● **Your assignment**: Read through the records below and copy each line that uses the word "type".

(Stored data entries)
┄┄┄┄┄┄
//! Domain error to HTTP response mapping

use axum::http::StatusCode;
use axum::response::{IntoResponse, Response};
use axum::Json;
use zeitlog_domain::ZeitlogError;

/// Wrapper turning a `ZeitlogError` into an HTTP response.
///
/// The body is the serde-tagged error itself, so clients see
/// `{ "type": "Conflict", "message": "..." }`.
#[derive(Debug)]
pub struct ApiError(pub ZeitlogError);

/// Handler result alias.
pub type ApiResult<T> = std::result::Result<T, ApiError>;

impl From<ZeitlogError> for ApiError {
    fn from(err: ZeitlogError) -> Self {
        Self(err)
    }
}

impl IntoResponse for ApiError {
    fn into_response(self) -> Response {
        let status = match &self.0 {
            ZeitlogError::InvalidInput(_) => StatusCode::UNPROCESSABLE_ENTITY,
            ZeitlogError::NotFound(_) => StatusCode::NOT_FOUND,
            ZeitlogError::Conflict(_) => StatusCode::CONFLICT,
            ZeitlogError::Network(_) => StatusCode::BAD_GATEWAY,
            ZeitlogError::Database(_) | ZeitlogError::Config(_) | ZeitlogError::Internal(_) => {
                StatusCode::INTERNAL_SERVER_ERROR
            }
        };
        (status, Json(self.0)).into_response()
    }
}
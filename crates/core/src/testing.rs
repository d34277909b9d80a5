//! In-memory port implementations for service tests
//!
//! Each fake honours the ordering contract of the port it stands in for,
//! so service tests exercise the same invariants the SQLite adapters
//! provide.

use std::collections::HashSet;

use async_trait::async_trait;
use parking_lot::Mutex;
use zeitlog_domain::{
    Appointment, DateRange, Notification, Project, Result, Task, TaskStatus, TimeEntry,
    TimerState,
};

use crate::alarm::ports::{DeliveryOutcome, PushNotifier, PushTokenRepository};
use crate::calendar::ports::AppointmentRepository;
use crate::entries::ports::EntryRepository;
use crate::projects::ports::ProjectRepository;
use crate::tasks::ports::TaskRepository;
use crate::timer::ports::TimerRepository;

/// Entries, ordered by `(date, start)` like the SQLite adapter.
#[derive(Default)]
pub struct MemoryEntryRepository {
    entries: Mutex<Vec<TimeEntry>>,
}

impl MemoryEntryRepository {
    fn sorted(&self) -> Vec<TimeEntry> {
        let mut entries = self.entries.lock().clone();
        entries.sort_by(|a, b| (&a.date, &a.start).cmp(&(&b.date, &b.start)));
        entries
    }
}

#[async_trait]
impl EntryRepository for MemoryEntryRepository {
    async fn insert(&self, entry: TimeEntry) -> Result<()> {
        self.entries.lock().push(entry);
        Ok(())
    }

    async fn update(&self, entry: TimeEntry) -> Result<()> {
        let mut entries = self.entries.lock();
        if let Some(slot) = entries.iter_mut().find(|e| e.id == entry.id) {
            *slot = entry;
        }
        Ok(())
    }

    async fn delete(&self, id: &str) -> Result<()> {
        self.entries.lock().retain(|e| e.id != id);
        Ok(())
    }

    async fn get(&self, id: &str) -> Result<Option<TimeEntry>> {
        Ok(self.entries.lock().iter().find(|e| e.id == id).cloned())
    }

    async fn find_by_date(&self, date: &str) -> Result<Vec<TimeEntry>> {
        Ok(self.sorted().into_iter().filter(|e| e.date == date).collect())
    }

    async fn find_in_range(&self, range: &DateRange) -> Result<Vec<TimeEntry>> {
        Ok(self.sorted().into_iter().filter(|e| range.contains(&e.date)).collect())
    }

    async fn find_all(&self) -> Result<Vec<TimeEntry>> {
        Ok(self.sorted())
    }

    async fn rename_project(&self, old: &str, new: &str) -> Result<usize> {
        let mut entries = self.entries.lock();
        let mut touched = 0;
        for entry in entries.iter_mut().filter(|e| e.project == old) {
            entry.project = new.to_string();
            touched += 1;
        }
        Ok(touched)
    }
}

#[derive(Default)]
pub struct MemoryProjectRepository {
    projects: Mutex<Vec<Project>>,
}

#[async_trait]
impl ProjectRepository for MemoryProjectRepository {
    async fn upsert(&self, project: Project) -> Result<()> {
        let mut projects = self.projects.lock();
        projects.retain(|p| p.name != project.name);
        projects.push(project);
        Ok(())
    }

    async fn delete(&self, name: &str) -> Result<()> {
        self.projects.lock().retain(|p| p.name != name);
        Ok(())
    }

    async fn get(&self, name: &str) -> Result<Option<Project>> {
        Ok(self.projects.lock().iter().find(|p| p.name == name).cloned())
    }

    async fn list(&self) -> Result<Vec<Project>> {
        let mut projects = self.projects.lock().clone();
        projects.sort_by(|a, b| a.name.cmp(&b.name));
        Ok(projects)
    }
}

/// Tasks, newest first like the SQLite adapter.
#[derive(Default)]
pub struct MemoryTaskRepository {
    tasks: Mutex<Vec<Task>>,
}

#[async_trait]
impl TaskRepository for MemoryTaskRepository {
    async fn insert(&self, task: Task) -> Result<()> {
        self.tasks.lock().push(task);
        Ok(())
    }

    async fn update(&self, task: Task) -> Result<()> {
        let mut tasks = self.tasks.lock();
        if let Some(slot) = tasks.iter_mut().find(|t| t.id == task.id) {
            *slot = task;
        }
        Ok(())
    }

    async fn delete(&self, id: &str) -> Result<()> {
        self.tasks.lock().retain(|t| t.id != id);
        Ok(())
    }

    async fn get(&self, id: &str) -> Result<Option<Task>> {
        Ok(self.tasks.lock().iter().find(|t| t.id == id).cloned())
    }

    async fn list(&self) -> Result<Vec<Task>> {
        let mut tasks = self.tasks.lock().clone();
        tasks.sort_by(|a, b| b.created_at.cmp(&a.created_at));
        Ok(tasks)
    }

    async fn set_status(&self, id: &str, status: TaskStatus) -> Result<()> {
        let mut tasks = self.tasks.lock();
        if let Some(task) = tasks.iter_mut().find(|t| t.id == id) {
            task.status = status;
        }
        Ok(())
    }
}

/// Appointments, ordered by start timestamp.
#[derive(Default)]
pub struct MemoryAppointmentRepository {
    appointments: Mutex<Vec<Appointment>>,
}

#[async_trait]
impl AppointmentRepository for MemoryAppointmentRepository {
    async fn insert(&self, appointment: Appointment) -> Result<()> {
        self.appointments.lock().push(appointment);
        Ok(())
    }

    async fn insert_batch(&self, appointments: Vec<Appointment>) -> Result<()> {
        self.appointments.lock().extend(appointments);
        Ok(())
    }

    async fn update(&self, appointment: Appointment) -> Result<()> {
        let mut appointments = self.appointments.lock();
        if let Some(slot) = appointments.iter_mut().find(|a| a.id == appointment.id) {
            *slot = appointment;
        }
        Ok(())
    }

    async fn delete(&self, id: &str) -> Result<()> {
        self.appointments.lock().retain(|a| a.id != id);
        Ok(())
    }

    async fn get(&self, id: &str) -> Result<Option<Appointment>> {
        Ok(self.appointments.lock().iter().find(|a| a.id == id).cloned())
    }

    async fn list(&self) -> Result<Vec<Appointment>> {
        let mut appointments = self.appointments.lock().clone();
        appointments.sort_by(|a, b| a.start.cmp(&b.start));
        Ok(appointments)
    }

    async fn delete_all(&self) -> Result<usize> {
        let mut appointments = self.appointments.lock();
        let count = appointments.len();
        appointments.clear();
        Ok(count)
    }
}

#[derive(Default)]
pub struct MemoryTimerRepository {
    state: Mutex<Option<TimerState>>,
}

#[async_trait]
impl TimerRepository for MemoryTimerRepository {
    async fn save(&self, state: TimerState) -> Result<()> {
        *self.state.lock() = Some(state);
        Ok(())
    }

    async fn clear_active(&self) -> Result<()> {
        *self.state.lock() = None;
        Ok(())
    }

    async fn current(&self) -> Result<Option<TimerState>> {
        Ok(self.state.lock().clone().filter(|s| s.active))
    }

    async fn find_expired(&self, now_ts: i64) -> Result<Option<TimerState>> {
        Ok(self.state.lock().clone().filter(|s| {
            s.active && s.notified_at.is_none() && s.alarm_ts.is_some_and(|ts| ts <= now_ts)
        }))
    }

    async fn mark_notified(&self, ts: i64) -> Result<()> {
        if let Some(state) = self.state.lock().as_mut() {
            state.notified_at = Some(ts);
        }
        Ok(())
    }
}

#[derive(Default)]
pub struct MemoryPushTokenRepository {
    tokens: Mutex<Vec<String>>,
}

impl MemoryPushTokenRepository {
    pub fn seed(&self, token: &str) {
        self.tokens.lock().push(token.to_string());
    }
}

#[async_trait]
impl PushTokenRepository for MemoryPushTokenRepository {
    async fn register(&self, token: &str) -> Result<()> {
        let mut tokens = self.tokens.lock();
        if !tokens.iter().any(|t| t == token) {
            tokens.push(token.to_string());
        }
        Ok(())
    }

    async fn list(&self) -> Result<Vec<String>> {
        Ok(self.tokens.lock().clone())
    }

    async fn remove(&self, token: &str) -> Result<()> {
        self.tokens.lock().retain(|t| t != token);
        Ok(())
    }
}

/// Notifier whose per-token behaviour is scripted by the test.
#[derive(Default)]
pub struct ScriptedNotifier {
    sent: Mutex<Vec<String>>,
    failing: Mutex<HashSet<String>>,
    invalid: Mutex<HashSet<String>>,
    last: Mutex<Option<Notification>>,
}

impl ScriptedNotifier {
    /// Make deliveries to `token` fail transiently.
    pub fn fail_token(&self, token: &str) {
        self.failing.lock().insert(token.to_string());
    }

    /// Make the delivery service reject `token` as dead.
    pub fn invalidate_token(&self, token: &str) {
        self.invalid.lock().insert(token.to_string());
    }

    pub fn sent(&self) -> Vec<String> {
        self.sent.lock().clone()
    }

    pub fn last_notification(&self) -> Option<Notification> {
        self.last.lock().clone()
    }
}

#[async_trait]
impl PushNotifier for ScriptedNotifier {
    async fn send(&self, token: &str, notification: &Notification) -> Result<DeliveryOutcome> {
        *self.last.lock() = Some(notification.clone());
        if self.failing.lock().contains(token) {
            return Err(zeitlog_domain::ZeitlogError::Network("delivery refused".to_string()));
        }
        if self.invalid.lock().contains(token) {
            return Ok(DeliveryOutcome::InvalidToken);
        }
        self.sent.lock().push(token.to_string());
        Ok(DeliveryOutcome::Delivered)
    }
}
┄┄┄┄┄┄
● **Answer below**:
/// `{ "type": "Conflict", "message": "..." }`.
pub type ApiResult<T> = std::result::Result<T, ApiError>;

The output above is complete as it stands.